→ **WHAT YOU HAVE TO DO**: In the entries below, which lines run from the one containing "to engine notifications" to the one containing "position.clamp(0.0, self.limit())"? Copy exactly those lines, ends included, and no others.

→ **GIVEN RECORDS**:

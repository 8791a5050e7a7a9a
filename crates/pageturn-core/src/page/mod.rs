mod container;
mod router;
mod source;
mod surface;

pub use container::{Container, ContainerId, Element, TriggerDecl};
pub use router::{LinkResolver, LinkTarget};
pub use source::{ConfigContainerSource, ContainerSource};
pub use surface::{MemorySurface, MountedContainer, PageSurface, SurfaceOp};
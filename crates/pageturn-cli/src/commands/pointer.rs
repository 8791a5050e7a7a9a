use anyhow::Result;

use pageturn_core::pointer::PointerFeedback;
use pageturn_core::scroll::ScrollConfigExt;
use pageturn_core::AppConfig;

/// Sweep the pointer in a circle, hovering a link and then the menu items
pub fn run(config: &AppConfig, items: usize, frames: usize) -> Result<()> {
    let viewport = config.scroll.viewport();
    let tick = config.scroll.animation_tick_duration();
    let mut feedback = PointerFeedback::new(viewport, items);

    let radius = viewport.width.min(viewport.height) / 3.0;
    let step = |quarter: usize| frames * (quarter + 1) / 4;

    for frame in 0..frames {
        let angle = frame as f64 / frames.max(1) as f64 * std::f64::consts::TAU;
        feedback.pointer_moved(
            viewport.width / 2.0 + radius * angle.cos(),
            viewport.height / 2.0 + radius * angle.sin(),
        );

        if frame == step(0) {
            feedback.link_enter();
        } else if frame == step(0) + 10 {
            feedback.link_leave();
        } else if frame == step(1) && items > 0 {
            feedback.menu_enter();
            feedback.item_enter(0);
        } else if frame == step(2) && items > 1 {
            feedback.item_enter(1);
        } else if frame + 15 == frames {
            feedback.menu_leave();
        }

        let state = feedback.frame(tick);
        if frame % 10 == 0 || frame + 1 == frames {
            println!("{}", serde_json::to_string(&state)?);
        }
    }

    let total = tick * frames as u32;
    println!(
        "Simulated {} frames ({:.2}s), hovered item: {:?}",
        frames,
        total.as_secs_f64(),
        feedback.current()
    );
    Ok(())
}
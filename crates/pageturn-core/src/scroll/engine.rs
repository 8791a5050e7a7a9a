//! L4 Atomic Layer: The scroll engine capability
//!
//! A scroll engine keeps a virtual scroll position for one container,
//! decoupled from native scrolling. Engines never run their own frame loop;
//! the owner advances them with [`ScrollHandle::update`] on the shared ticker.

use std::time::Duration;

use serde::Serialize;

use crate::config::{EasingType, PinStrategy, ScrollBackendKind};
use crate::page::{Container, ContainerId};
use crate::Result;

use super::eased::EasedScrollBackend;
use super::inertial::InertialScrollBackend;

#[derive(Debug, Clone, Copy, PartialEq, Serialize)]
pub struct Viewport {
    pub width: f64,
    pub height: f64,
}

impl Viewport {
    pub fn new(width: f64, height: f64) -> Self {
        Self { width, height }
    }

    /// A viewport with no drawable area cannot anchor trigger geometry
    pub fn is_degenerate(&self) -> bool {
        !(self.width.is_finite() && self.height.is_finite() && self.width > 0.0 && self.height > 0.0)
    }
}

/// Bounding rectangle reported to the trigger registry
#[derive(Debug, Clone, Copy, PartialEq, Serialize)]
pub struct Rect {
    pub top: f64,
    pub left: f64,
    pub width: f64,
    pub height: f64,
}

/// Per-binding engine settings
#[derive(Debug, Clone, PartialEq)]
pub struct ScrollOptions {
    pub smooth: bool,
    /// Eased backend: animation length
    pub duration: Duration,
    /// Eased backend: curve
    pub easing: EasingType,
    /// Inertial backend: per-frame interpolation factor
    pub inertia: f64,
    pub viewport: Viewport,
    pub pin_strategy: PinStrategy,
}

#[derive(Debug, Clone, Copy, PartialEq, Eq, Hash)]
pub enum ScrollEventKind {
    Scroll,
    Resize,
}

#[derive(Debug, Clone, Copy, PartialEq)]
pub enum ScrollEvent {
    /// The virtual position moved
    Scroll { position: f64 },
    /// Viewport or content geometry changed
    Resize { viewport: Viewport, limit: f64 },
}

impl ScrollEvent {
    pub fn kind(&self) -> ScrollEventKind {
        match self {
            ScrollEvent::Scroll { .. } => ScrollEventKind::Scroll,
            ScrollEvent::Resize { .. } => ScrollEventKind::Resize,
        }
    }
}

pub type ScrollCallback = Box<dyn FnMut(&ScrollEvent)>;

/// A live engine instance scoped to one container
pub trait ScrollHandle {
    fn container(&self) -> ContainerId;

    /// Current (interpolated) virtual position
    fn current_position(&self) -> f64;

    /// Where the position is heading
    fn target_position(&self) -> f64;

    /// Maximum scroll position
    fn limit(&self) -> f64;

    fn viewport(&self) -> Viewport;

    /// Jump to a position immediately, dropping any animation in flight
    fn scroll_to(&mut self, position: f64);

    /// User scroll input; animated when smooth scrolling is on
    fn scroll_by(&mut self, delta: f64);

    /// Subscribe to engine notifications
    fn on(&mut self, kind: ScrollEventKind, callback: ScrollCallback);

    fn enable(&mut self);

    /// Stop reacting to input and stop emitting notifications
    fn disable(&mut self);

    fn is_enabled(&self) -> bool;

    /// Recompute limits for a new viewport and notify `Resize` listeners
    fn resize(&mut self, viewport: Viewport);

    /// Advance one frame
    fn update(&mut self, dt: Duration);

    /// Drop every listener; the handle is inert afterwards
    fn destroy(&mut self);

    fn is_destroyed(&self) -> bool;
}

/// Factory for engine instances
pub trait ScrollBackend {
    fn kind(&self) -> ScrollBackendKind;

    fn create(&mut self, container: &Container, options: &ScrollOptions) -> Result<Box<dyn ScrollHandle>>;
}

/// Build the configured backend
pub fn backend_for(kind: ScrollBackendKind) -> Box<dyn ScrollBackend> {
    match kind {
        ScrollBackendKind::Inertial => Box::new(InertialScrollBackend),
        ScrollBackendKind::Eased => Box::new(EasedScrollBackend),
    }
}

/// Listener lists and lifecycle flags shared by the bundled engines
pub(crate) struct EngineBase {
    pub(crate) container: ContainerId,
    pub(crate) content_height: f64,
    pub(crate) viewport: Viewport,
    pub(crate) enabled: bool,
    pub(crate) destroyed: bool,
    scroll_listeners: Vec<ScrollCallback>,
    resize_listeners: Vec<ScrollCallback>,
}

impl EngineBase {
    pub(crate) fn new(container: &Container, viewport: Viewport) -> Self {
        Self {
            container: container.id,
            content_height: container.height,
            viewport,
            enabled: false,
            destroyed: false,
            scroll_listeners: Vec::new(),
            resize_listeners: Vec::new(),
        }
    }

    pub(crate) fn limit(&self) -> f64 {
        (self.content_height - self.viewport.height).max(0.0)
    }

    pub(crate) fn clamp(&self, position: f64) -> f64 {
        if position.is_finite() {
            position.clamp(0.0, self.limit())
        } else {
            0.0
        }
    }

    pub(crate) fn listen(&mut self, kind: ScrollEventKind, callback: ScrollCallback) {
        if self.destroyed {
            tracing::warn!(container = %self.container, "Ignoring listener on destroyed scroll engine");
            return;
        }
        match kind {
            ScrollEventKind::Scroll => self.scroll_listeners.push(callback),
            ScrollEventKind::Resize => self.resize_listeners.push(callback),
        }
    }

    /// Notify listeners; disabled and destroyed engines stay silent
    pub(crate) fn emit(&mut self, event: ScrollEvent) {
        if !self.enabled || self.destroyed {
            return;
        }
        let listeners = match event.kind() {
            ScrollEventKind::Scroll => &mut self.scroll_listeners,
            ScrollEventKind::Resize => &mut self.resize_listeners,
        };
        for listener in listeners.iter_mut() {
            listener(&event);
        }
    }

    pub(crate) fn resize(&mut self, viewport: Viewport) {
        self.viewport = viewport;
        let limit = self.limit();
        self.emit(ScrollEvent::Resize { viewport, limit });
    }

    pub(crate) fn destroy(&mut self) {
        self.scroll_listeners.clear();
        self.resize_listeners.clear();
        self.enabled = false;
        self.destroyed = true;
    }
}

→ **TASK SOLUTION**:
    /// Subscribe to engine notifications
    fn on(&mut self, kind: ScrollEventKind, callback: ScrollCallback);

    fn enable(&mut self);

    /// Stop reacting to input and stop emitting notifications
    fn disable(&mut self);

    fn is_enabled(&self) -> bool;

    /// Recompute limits for a new viewport and notify `Resize` listeners
    fn resize(&mut self, viewport: Viewport);

    /// Advance one frame
    fn update(&mut self, dt: Duration);

    /// Drop every listener; the handle is inert afterwards
    fn destroy(&mut self);

    fn is_destroyed(&self) -> bool;
}

/// Factory for engine instances
pub trait ScrollBackend {
    fn kind(&self) -> ScrollBackendKind;

    fn create(&mut self, container: &Container, options: &ScrollOptions) -> Result<Box<dyn ScrollHandle>>;
}

/// Build the configured backend
pub fn backend_for(kind: ScrollBackendKind) -> Box<dyn ScrollBackend> {
    match kind {
        ScrollBackendKind::Inertial => Box::new(InertialScrollBackend),
        ScrollBackendKind::Eased => Box::new(EasedScrollBackend),
    }
}

/// Listener lists and lifecycle flags shared by the bundled engines
pub(crate) struct EngineBase {
    pub(crate) container: ContainerId,
    pub(crate) content_height: f64,
    pub(crate) viewport: Viewport,
    pub(crate) enabled: bool,
    pub(crate) destroyed: bool,
    scroll_listeners: Vec<ScrollCallback>,
    resize_listeners: Vec<ScrollCallback>,
}

impl EngineBase {
    pub(crate) fn new(container: &Container, viewport: Viewport) -> Self {
        Self {
            container: container.id,
            content_height: container.height,
            viewport,
            enabled: false,
            destroyed: false,
            scroll_listeners: Vec::new(),
            resize_listeners: Vec::new(),
        }
    }

    pub(crate) fn limit(&self) -> f64 {
        (self.content_height - self.viewport.height).max(0.0)
    }

    pub(crate) fn clamp(&self, position: f64) -> f64 {
        if position.is_finite() {
            position.clamp(0.0, self.limit())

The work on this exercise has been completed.